= EXERCISE INPUTS =
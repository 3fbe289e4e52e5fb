//! Fatal analysis errors.
//!
//! Resolution anomalies are not errors; they are collected on the
//! [`ScopeManager`](crate::ScopeManager). An [`AnalyzeError`] means no manager
//! is produced at all.

use crate::ids::ScopeId;
use tsscope_ast::{NodeId, SyntaxKind};
use tsscope_core::text::TextRange;

#[derive(Debug, Clone, PartialEq, Eq, thiserror::Error, miette::Diagnostic)]
pub enum AnalyzeError {
    /// The tree does not satisfy the node-shape contract.
    #[error("malformed input tree at node {node} ({range:?}): {reason}")]
    #[diagnostic(code(tsscope::malformed_input))]
    MalformedInput {
        node: NodeId,
        range: TextRange,
        reason: MalformedReason,
    },

    /// The analyzer reached a state a well-formed tree cannot produce.
    #[error("scope analysis contract violated: {0}")]
    #[diagnostic(code(tsscope::contract_violation))]
    ContractViolation(ContractViolation),
}

impl AnalyzeError {
    pub(crate) fn malformed(node: NodeId, range: TextRange, reason: MalformedReason) -> Self {
        AnalyzeError::MalformedInput {
            node,
            range,
            reason,
        }
    }

    pub fn is_malformed_input(&self) -> bool {
        matches!(self, AnalyzeError::MalformedInput { .. })
    }
}

impl From<ContractViolation> for AnalyzeError {
    fn from(violation: ContractViolation) -> Self {
        AnalyzeError::ContractViolation(violation)
    }
}

#[derive(Debug, Clone, PartialEq, Eq, thiserror::Error)]
pub enum MalformedReason {
    #[error("node id is not assigned")]
    InvalidNodeId,
    #[error("node id is used by more than one node")]
    DuplicateNodeId,
    #[error("kind tag {found:?} does not match a {expected:?} node")]
    KindMismatch {
        expected: SyntaxKind,
        found: SyntaxKind,
    },
    #[error("range ends before it starts")]
    InvertedRange,
    #[error("identifier has empty text")]
    EmptyIdentifier,
    #[error("expression is not a valid assignment target")]
    InvalidAssignmentTarget,
    #[error("for-in/of head declares {0} variables, expected exactly one")]
    ForInOfDeclaratorCount(usize),
    #[error("`infer` outside the extends clause of a conditional type")]
    InferOutsideConditional,
}

#[derive(Debug, Clone, PartialEq, Eq, thiserror::Error)]
pub enum ContractViolation {
    #[error("scope exit with no open scope")]
    StackUnderflow,
    #[error("root scope closed before traversal finished")]
    RootPoppedEarly,
    #[error("{open} scopes still open at the end of traversal")]
    UnclosedScopes { open: usize },
    #[error("value binding '{name}' declared into type-only scope {scope}")]
    ValueInTypeOnlyScope { name: String, scope: ScopeId },
    #[error("reference to '{name}' still pending after settlement")]
    PendingReference { name: String },
}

= EXERCISE OBJECTIVE =
All lines of the listing that contain the word "errors" should be copied out.

= RESPONSE TO THIS EXERCISE =
//! Fatal analysis errors.
//! Resolution anomalies are not errors; they are collected on the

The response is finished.